At the same time in Mexico, the administration of President Plutarco Calles instituted several anti-Catholic laws and regulations. In response to these policies, Catholic Mexicans and their allies fought back against the government. The intervening Cristero War saw the martyrdom of many Catholics in Mexico, including several Knights of Columbus. The Order worked in the United States to promote awareness of the conflict, and the unjust laws, through a $1 million publicity campaign (approximately $13.5 million in 2021 dollars) and through direct pressure on U.S. President Calvin Coolidge.
In more-modern times, the Order has supported the Little Sisters of the Poor’s legal efforts in the United States to continue their ministry to the elderly poor in line with their Catholic beliefs.
The Knights of Columbus continues to advocate for a robust-understanding of religious freedom as described by the Second Vatican Council in Dignitatis Humanae, and in documents such as the U.S. Constitution’s Bill of Rights, the Canadian Charter of Rights and Freedoms, and the United Nations’ Universal Declaration of Human Rights (among many others).
The Knights of Columbus’ effort on behalf of religious freedom is not limited to the jurisdictions where it has an active presence.
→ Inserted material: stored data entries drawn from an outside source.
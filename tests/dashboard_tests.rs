// tests/dashboard_tests.rs

use codetrack::config::{
    Config, PROBLEMS_PER_PAGE, RATE_LIMIT_ATTEMPTS, RATE_LIMIT_MAX_TRACKED,
    RATE_LIMIT_WINDOW_SECS,
};
use codetrack::routes;
use codetrack::state::AppState;
use codetrack::utils::rate_limit::RateLimiter;
use sqlx::PgPool;
use sqlx::postgres::PgPoolOptions;
use std::time::Duration;

async fn spawn_app() -> String {
    let database_url = std::env::var("DATABASE_URL").expect("DATABASE_URL must be set");

    let pool = PgPoolOptions::new()
        .max_connections(1)
        .connect(&database_url)
        .await
        .expect("Failed to connect to Postgres for testing.");

    sqlx::migrate!("./migrations")
        .run(&pool)
        .await
        .expect("Failed to migrate database");

    let config = Config {
        database_url: database_url.clone(),
        jwt_secret: "dashboard_test_secret".to_string(),
        jwt_expiration: 600,
        rust_log: "error".to_string(),
    };

    let rate_limiter = RateLimiter::new(
        RATE_LIMIT_ATTEMPTS,
        Duration::from_secs(RATE_LIMIT_WINDOW_SECS),
        RATE_LIMIT_MAX_TRACKED,
    );

    let state = AppState {
        pool,
        config,
        rate_limiter,
    };
    let app = routes::create_router(state);
    let listener = tokio::net::TcpListener::bind("127.0.0.1:0").await.unwrap();
    let port = listener.local_addr().unwrap().port();
    let address = format!("http://127.0.0.1:{}", port);

    tokio::spawn(async move {
        axum::serve(listener, app).await.unwrap();
    });

    address
}

async fn test_pool() -> PgPool {
    let database_url = std::env::var("DATABASE_URL").expect("DATABASE_URL must be set");
    PgPoolOptions::new()
        .max_connections(1)
        .connect(&database_url)
        .await
        .expect("Failed to connect to test DB")
}

async fn register_and_login(client: &reqwest::Client, address: &str, email: &str) -> String {
    client
        .post(&format!("{}/api/auth/register", address))
        .json(&serde_json::json!({ "email": email, "password": "password123" }))
        .send()
        .await
        .unwrap();

    let body = client
        .post(&format!("{}/api/auth/login", address))
        .json(&serde_json::json!({ "email": email, "password": "password123" }))
        .send()
        .await
        .unwrap()
        .json::<serde_json::Value>()
        .await
        .unwrap();

    body["token"].as_str().unwrap().to_string()
}

fn unique_email(prefix: &str) -> String {
    format!(
        "{}_{}@example.com",
        prefix,
        &uuid::Uuid::new_v4().to_string()[..8]
    )
}

/// Seeds one public problem; JSONB columns are passed through verbatim so
/// tests can exercise the legacy shapes.
async fn seed_problem(
    pool: &PgPool,
    title: &str,
    difficulty: &str,
    category: serde_json::Value,
    use_cases: serde_json::Value,
) -> i64 {
    sqlx::query_scalar(
        "INSERT INTO problems \
            (title, summary, detailed_description, difficulty, category, use_cases, supported_languages) \
         VALUES ($1, $2, $3, $4, $5, $6, $7) \
         RETURNING id",
    )
    .bind(title)
    .bind(format!("Summary of {}", title))
    .bind("Given an input, produce the required output.")
    .bind(difficulty)
    .bind(category)
    .bind(use_cases)
    .bind(serde_json::json!(["python", "rust"]))
    .fetch_one(pool)
    .await
    .expect("Failed to seed problem")
}

async fn toggle(client: &reqwest::Client, address: &str, token: &str, problem_id: i64) -> serde_json::Value {
    client
        .post(&format!(
            "{}/api/dashboard/problems/{}/complete",
            address, problem_id
        ))
        .header("Authorization", format!("Bearer {}", token))
        .send()
        .await
        .unwrap()
        .json::<serde_json::Value>()
        .await
        .unwrap()
}

#[tokio::test]
async fn test_completion_toggles_back_and_forth() {
    let address = spawn_app().await;
    let client = reqwest::Client::new();
    let pool = test_pool().await;

    let problem_id = seed_problem(
        &pool,
        "Toggle Target",
        "Easy",
        serde_json::json!(["Arrays"]),
        serde_json::json!([]),
    )
    .await;
    let token = register_and_login(&client, &address, &unique_email("toggler")).await;

    let first = toggle(&client, &address, &token, problem_id).await;
    assert_eq!(first["completed"], true);

    let second = toggle(&client, &address, &token, problem_id).await;
    assert_eq!(second["completed"], false);

    let third = toggle(&client, &address, &token, problem_id).await;
    assert_eq!(third["completed"], true);

    // The solve counter follows the completion rows
    let stats = client
        .get(&format!("{}/api/dashboard/stats", address))
        .header("Authorization", format!("Bearer {}", token))
        .send()
        .await
        .unwrap()
        .json::<serde_json::Value>()
        .await
        .unwrap();
    assert_eq!(stats["problems_solved"], 1);
}

#[tokio::test]
async fn test_toggling_unknown_problem_is_not_found() {
    let address = spawn_app().await;
    let client = reqwest::Client::new();
    let token = register_and_login(&client, &address, &unique_email("lost")).await;

    let response = client
        .post(&format!(
            "{}/api/dashboard/problems/{}/complete",
            address, 999_999_999
        ))
        .header("Authorization", format!("Bearer {}", token))
        .send()
        .await
        .unwrap();

    assert_eq!(response.status().as_u16(), 404);
}

#[tokio::test]
async fn test_completion_shows_up_in_the_activity_feed() {
    let address = spawn_app().await;
    let client = reqwest::Client::new();
    let pool = test_pool().await;

    let problem_id = seed_problem(
        &pool,
        "Feed Entry",
        "Medium",
        serde_json::json!(["Trees"]),
        serde_json::json!([]),
    )
    .await;
    let token = register_and_login(&client, &address, &unique_email("feed")).await;

    toggle(&client, &address, &token, problem_id).await;

    let feed = client
        .get(&format!("{}/api/dashboard/activity", address))
        .header("Authorization", format!("Bearer {}", token))
        .send()
        .await
        .unwrap()
        .json::<Vec<serde_json::Value>>()
        .await
        .unwrap();

    // Newest first: the Solved entry precedes the Joined entry from sign-up
    assert_eq!(feed[0]["action"], "Solved");
    assert_eq!(feed[0]["problem_title"], "Feed Entry");
    assert_eq!(feed[0]["difficulty"], "Medium");
    assert_eq!(feed.last().unwrap()["action"], "Joined");
}

#[tokio::test]
async fn test_activity_feed_is_capped_at_five_entries() {
    let address = spawn_app().await;
    let client = reqwest::Client::new();
    let pool = test_pool().await;

    let token = register_and_login(&client, &address, &unique_email("busy")).await;

    for i in 0..6 {
        let id = seed_problem(
            &pool,
            &format!("Busy Problem {}", i),
            "Easy",
            serde_json::json!([]),
            serde_json::json!([]),
        )
        .await;
        toggle(&client, &address, &token, id).await;
    }

    let feed = client
        .get(&format!("{}/api/dashboard/activity", address))
        .header("Authorization", format!("Bearer {}", token))
        .send()
        .await
        .unwrap()
        .json::<Vec<serde_json::Value>>()
        .await
        .unwrap();

    assert_eq!(feed.len(), 5);
    assert!(feed.iter().all(|entry| entry["action"] == "Solved"));
}

#[tokio::test]
async fn test_recommendations_exclude_completed_problems() {
    let address = spawn_app().await;
    let client = reqwest::Client::new();
    let pool = test_pool().await;

    let mut seeded = Vec::new();
    for i in 0..4 {
        seeded.push(
            seed_problem(
                &pool,
                &format!("Rec Problem {}", i),
                "Easy",
                serde_json::json!([]),
                serde_json::json!([]),
            )
            .await,
        );
    }

    let token = register_and_login(&client, &address, &unique_email("rec")).await;
    toggle(&client, &address, &token, seeded[0]).await;
    toggle(&client, &address, &token, seeded[1]).await;

    let body = client
        .get(&format!("{}/api/dashboard/recommendations", address))
        .header("Authorization", format!("Bearer {}", token))
        .send()
        .await
        .unwrap()
        .json::<serde_json::Value>()
        .await
        .unwrap();

    let recommendations = body["recommendations"].as_array().unwrap();
    assert!(recommendations.len() <= 3);

    let recommended_ids: Vec<i64> = recommendations
        .iter()
        .map(|p| p["id"].as_i64().unwrap())
        .collect();
    assert!(!recommended_ids.contains(&seeded[0]));
    assert!(!recommended_ids.contains(&seeded[1]));
}

#[tokio::test]
async fn test_lazy_initialization_is_idempotent() {
    let address = spawn_app().await;
    let client = reqwest::Client::new();
    let pool = test_pool().await;

    let email = unique_email("once");
    let token = register_and_login(&client, &address, &email).await;

    // Hit both lazily-initializing endpoints repeatedly
    for _ in 0..2 {
        client
            .get(&format!("{}/api/dashboard/stats", address))
            .header("Authorization", format!("Bearer {}", token))
            .send()
            .await
            .unwrap();
        client
            .get(&format!("{}/api/profile/me", address))
            .header("Authorization", format!("Bearer {}", token))
            .send()
            .await
            .unwrap();
    }

    let user_id: i64 = sqlx::query_scalar("SELECT id FROM users WHERE email = $1")
        .bind(&email)
        .fetch_one(&pool)
        .await
        .unwrap();

    let profile_count: i64 = sqlx::query_scalar("SELECT COUNT(*) FROM profiles WHERE id = $1")
        .bind(user_id)
        .fetch_one(&pool)
        .await
        .unwrap();
    let stats_count: i64 = sqlx::query_scalar("SELECT COUNT(*) FROM user_stats WHERE user_id = $1")
        .bind(user_id)
        .fetch_one(&pool)
        .await
        .unwrap();

    assert_eq!(profile_count, 1);
    assert_eq!(stats_count, 1);
}

#[tokio::test]
async fn test_problem_listing_reports_page_arithmetic() {
    let address = spawn_app().await;
    let client = reqwest::Client::new();

    let body = client
        .get(&format!("{}/api/problems?page=1", address))
        .send()
        .await
        .unwrap()
        .json::<serde_json::Value>()
        .await
        .unwrap();

    let total_count = body["metadata"]["total_count"].as_i64().unwrap();
    let total_pages = body["metadata"]["total_pages"].as_i64().unwrap();
    let expected = (total_count + PROBLEMS_PER_PAGE - 1) / PROBLEMS_PER_PAGE;

    assert_eq!(total_pages, expected);
    assert!(body["problems"].as_array().unwrap().len() <= PROBLEMS_PER_PAGE as usize);
}

#[tokio::test]
async fn test_legacy_shapes_are_normalized_on_read() {
    let address = spawn_app().await;
    let client = reqwest::Client::new();
    let pool = test_pool().await;

    // category stored as a JSON-encoded string, use_cases as bare strings
    let problem_id = seed_problem(
        &pool,
        "Legacy Shapes",
        "Hard",
        serde_json::json!("[\"Graphs\",\"Dynamic Programming\"]"),
        serde_json::json!(["Routing networks", "Cost planning"]),
    )
    .await;

    let body = client
        .get(&format!("{}/api/problems/{}", address, problem_id))
        .send()
        .await
        .unwrap()
        .json::<serde_json::Value>()
        .await
        .unwrap();

    assert_eq!(
        body["category"],
        serde_json::json!(["Graphs", "Dynamic Programming"])
    );
    assert_eq!(body["use_cases"][0]["name"], "Use Case");
    assert_eq!(body["use_cases"][0]["description"], "Routing networks");
    assert_eq!(body["supported_languages"], serde_json::json!(["python", "rust"]));
}

#[tokio::test]
async fn test_problem_detail_includes_solution_approaches() {
    let address = spawn_app().await;
    let client = reqwest::Client::new();
    let pool = test_pool().await;

    let problem_id = seed_problem(
        &pool,
        "With Solution",
        "Medium",
        serde_json::json!(["Arrays"]),
        serde_json::json!([]),
    )
    .await;

    sqlx::query("INSERT INTO solutions (problem_id, approaches) VALUES ($1, $2)")
        .bind(problem_id)
        .bind(serde_json::json!([
            { "title": "Brute force", "description": "Try every pair" },
            { "description": "Hash map lookup" }
        ]))
        .execute(&pool)
        .await
        .unwrap();

    let body = client
        .get(&format!("{}/api/problems/{}", address, problem_id))
        .send()
        .await
        .unwrap()
        .json::<serde_json::Value>()
        .await
        .unwrap();

    let approaches = body["approaches"].as_array().unwrap();
    assert_eq!(approaches.len(), 2);
    assert_eq!(approaches[0]["title"], "Brute force");
    assert!(approaches[1]["title"].is_null());
}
Following the rise of the Islamic State of Iraq and Syria (ISIS), and their subsequent brutal attacks on Christian, Yazidi, and other minority communities in the Middle East, the Knights of Columbus began a months-long campaign to raise awareness of these atrocities and advocate for government intervention.
These efforts included the successful, unanimous passage of two resolutions in the U.S. Congress calling these actions genocide, and the development of a nearly-300-page report making the legal case for genocide and detailing the atrocities committed by ISIS. In March 2016, then-U.S. Secretary of State John F. Kerry declared that ISIS was committing genocide against the ancient Christian communities in Iraq and Syria. Since then, the Order has worked with presidential administrations of both parties to support these communities.
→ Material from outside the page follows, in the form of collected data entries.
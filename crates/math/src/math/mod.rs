//! Vectorized elementary-function kernels
//!
//! Every kernel follows the same pipeline:
//!
//! 1. **Classify** lanes from their raw bit patterns (NaN, Inf, zero,
//!    out-of-domain, magnitudes the fast path cannot handle)
//! 2. **Reduce** the argument to a small interval plus an integer or table
//!    index
//! 3. **Evaluate** a fixed minimax polynomial
//! 4. **Reconstruct** the result from exponent bits, table entries and
//!    quadrant information
//! 5. **Fall back** to the scalar libm routine for flagged lanes only
//!
//! Stages 1-4 are branch-free. Stage 5 runs only when some lane is flagged.
//!
//! Kernels that support both floating-point modes come in two forms: the
//! plain name uses [`DefaultMode`](crate::config::DefaultMode), and the
//! `_with` form takes the mode as a generic parameter.
//!
//! # Modules
//!
//! - `exp`, `exp2`, `expm1`, `sinh`, `cosh`: exponential family (f64)
//! - `log`, `log1p`, `asinh`: logarithm family (f64)
//! - `sincos`, `tan`, `asin`, `atan2`: trigonometric (f64)
//! - `erfc`: complementary error function (f64)
//! - `expf`, `logf`, `tanf`, `expm1f`, `sinhf`, `coshf`: single precision
//!
//! # Example
//!
//! ```rust
//! use vela_math::{F32x4, F64x2, SimdVector};
//! use vela_math::math::{atan2, logf, sin};
//!
//! let s = sin(F64x2::splat(0.0));
//! assert_eq!(s.extract(0), 0.0);
//!
//! let q = atan2(F64x2::splat(5.0), F64x2::splat(0.0));
//! assert_eq!(q.extract(1), core::f64::consts::FRAC_PI_2);
//!
//! let l = logf(F32x4::splat(1.0));
//! assert_eq!(l.extract(3), 0.0);
//! ```

use crate::traits::{SimdBits, SimdVector};

pub mod asin;
pub mod asinh;
pub mod atan2;
pub mod cosh;
pub mod coshf;
pub mod erfc;
pub mod exp;
pub mod exp2;
pub mod expf;
pub mod expm1;
pub mod expm1f;
pub mod log;
pub mod log1p;
pub mod logf;
pub mod sincos;
pub mod sinh;
pub mod sinhf;
pub mod tan;
pub mod tanf;

pub use self::asin::{acos, acos_with, asin, asin_with};
pub use self::asinh::{asinh, asinh_with};
pub use self::atan2::atan2;
pub use self::cosh::{cosh, cosh_with};
pub use self::coshf::{coshf, coshf_with};
pub use self::erfc::erfc;
pub use self::exp::{exp, exp_with};
pub use self::exp2::exp2;
pub use self::expf::{expf, expf_with};
pub use self::expm1::{expm1, expm1_with};
pub use self::expm1f::{expm1f, expm1f_with};
pub use self::log::{log, log10, log2};
pub use self::log1p::{log1p, log1p_with};
pub use self::logf::{log10f, log2f, logf};
pub use self::sincos::{cos, cos_with, sin, sin_with};
pub use self::sinh::{sinh, sinh_with};
pub use self::sinhf::{sinhf, sinhf_with};
pub use self::tan::{tan, tan_with};
pub use self::tanf::{tanf, tanf_with};

/// 1.5 * 2^52: adding it rounds an f64 to an integer (ties to even)
pub(crate) const SHIFT_F64: f64 = 6755399441055744.0;

/// 1.5 * 2^23: adding it rounds an f32 to an integer (ties to even)
pub(crate) const SHIFT_F32: f32 = 12582912.0;

/// Broadcast a bit-pattern constant into `V`'s bit view
#[inline(always)]
pub(crate) fn bits<V: SimdVector>(value: u64) -> V::Bits {
    V::Bits::splat(value)
}
//! Single-precision logarithms in base e, 2 and 10
//!
//! `x = 2^n * (1 + r)` with `1 + r` in `[2/3, 4/3)`, found by subtracting
//! the bits of 2/3 so the exponent and mantissa split lands on the right
//! side of 1. No table is needed at this precision; each base has its own
//! polynomial in `r`.
//!
//! Zero, negative, subnormal, infinite and NaN inputs are recomputed with
//! the scalar routine.
//!
//! # Error Bounds
//!
//! - `logf`: 3.34 ULP
//! - `log2f`: 2.48 ULP
//! - `log10f`: 3.31 ULP

#![allow(clippy::excessive_precision)]

use super::bits;
use crate::fallback::special_case;
use crate::poly::{estrin, pairwise_horner, EstrinPowers};
use crate::traits::{SimdBits, SimdMask, SimdVector};

const LN2: f32 = 0.6931472;
const INV_LN10: f32 = 0.4342945;

/// `log(1 + r) - r ~= r^2 * (P1 + P2 r + ... + P7 r^6)`, stored P1 first
const POLY_E: [f32; 7] = [
    -0.49999917,
    0.33336443,
    -0.2500934,
    0.19827896,
    -0.16386643,
    0.16924025,
    -0.1554937,
];

/// `log2(1 + r) ~= r * P(r)`
const POLY_2: [f32; 9] = [
    1.442695,
    -0.7213466,
    0.4808964,
    -0.36078507,
    0.28869903,
    -0.23685502,
    0.2019325,
    -0.22190416,
    0.20228827,
];

/// `log10(1 + r) - r/ln10 ~= r^2 * P(r)`
const POLY_10: [f32; 8] = [
    -0.21714708,
    0.14476353,
    -0.10860104,
    0.086922616,
    -0.0713954,
    0.060656108,
    -0.06635396,
    0.061275203,
];

const MIN_NORM: u64 = 0x0080_0000;
const INF: u64 = 0x7f80_0000;
const MANTISSA_MASK: u64 = 0x007f_ffff;

/// Bits of 2/3, rounded up
const OFF: u64 = 0x3f2a_aaab;

/// `(special, n, r)` for `x = 2^n * (1 + r)`
#[inline(always)]
fn reduce<V: SimdVector<Scalar = f32>>(x: V) -> (V::Mask, V, V) {
    let u = x.to_bits();
    // subnormal, zero, negative, Inf or NaN
    let special = u
        .sub(bits::<V>(MIN_NORM))
        .ge(bits::<V>(INF - MIN_NORM));

    let u = u.sub(bits::<V>(OFF));
    let n = V::from_int(u.sar(23));
    let u = u.and(bits::<V>(MANTISSA_MASK)).add(bits::<V>(OFF));
    let r = V::from_bits(u).sub(V::splat(1.0));
    (special, n, r)
}

/// Vectorized natural logarithm for f32
///
/// # Example
///
/// ```rust
/// use vela_math::{F32x4, SimdVector};
/// use vela_math::math::logf;
///
/// assert_eq!(logf(F32x4::splat(0.0)).extract(0), f32::NEG_INFINITY);
/// ```
#[inline]
pub fn logf<V: SimdVector<Scalar = f32>>(x: V) -> V {
    let (special, n, r) = reduce(x);

    let r2 = r.mul(r);
    let p = r.fma(V::splat(POLY_E[5]), V::splat(POLY_E[4]));
    let q = r.fma(V::splat(POLY_E[3]), V::splat(POLY_E[2]));
    let y = r.fma(V::splat(POLY_E[1]), V::splat(POLY_E[0]));
    let p = r2.fma(V::splat(POLY_E[6]), p);
    let q = p.fma(r2, q);
    let y = q.fma(r2, y);
    let p = n.fma(V::splat(LN2), r);
    let y = y.fma(r2, p);

    if special.any() {
        return special_case(x, y, special, libm::logf);
    }
    y
}

/// Vectorized base-2 logarithm for f32
///
/// Exact for powers of two.
#[inline]
pub fn log2f<V: SimdVector<Scalar = f32>>(x: V) -> V {
    let (special, n, r) = reduce(x);

    let p = pairwise_horner(r, r.mul(r), &POLY_2);
    let y = p.fma(r, n);

    if special.any() {
        return special_case(x, y, special, libm::log2f);
    }
    y
}

/// Vectorized base-10 logarithm for f32
#[inline]
pub fn log10f<V: SimdVector<Scalar = f32>>(x: V) -> V {
    let (special, n, r) = reduce(x);

    let r2 = r.mul(r);
    let p = estrin(&EstrinPowers::from_x2(r, r2), &POLY_10);

    // log10(x) = (n*ln2 + r)/ln10 + r^2 * P(r)
    let hi = n.fma(V::splat(LN2), r).mul(V::splat(INV_LN10));
    let y = p.fma(r2, hi);

    if special.any() {
        return special_case(x, y, special, libm::log10f);
    }
    y
}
In addition to advocacy and legal efforts, the Knights of Columbus has also engaged in an important humanitarian mission in the Middle East. Through the Christian Refugee Relief Fund, Knights of Columbus members and councils have raised nearly $30 million to support efforts such as the construction of McGivney House in Irbil to house internally displaced refugees and the rebuilding of towns, like Qaraqosh, that were devastated by ISIS.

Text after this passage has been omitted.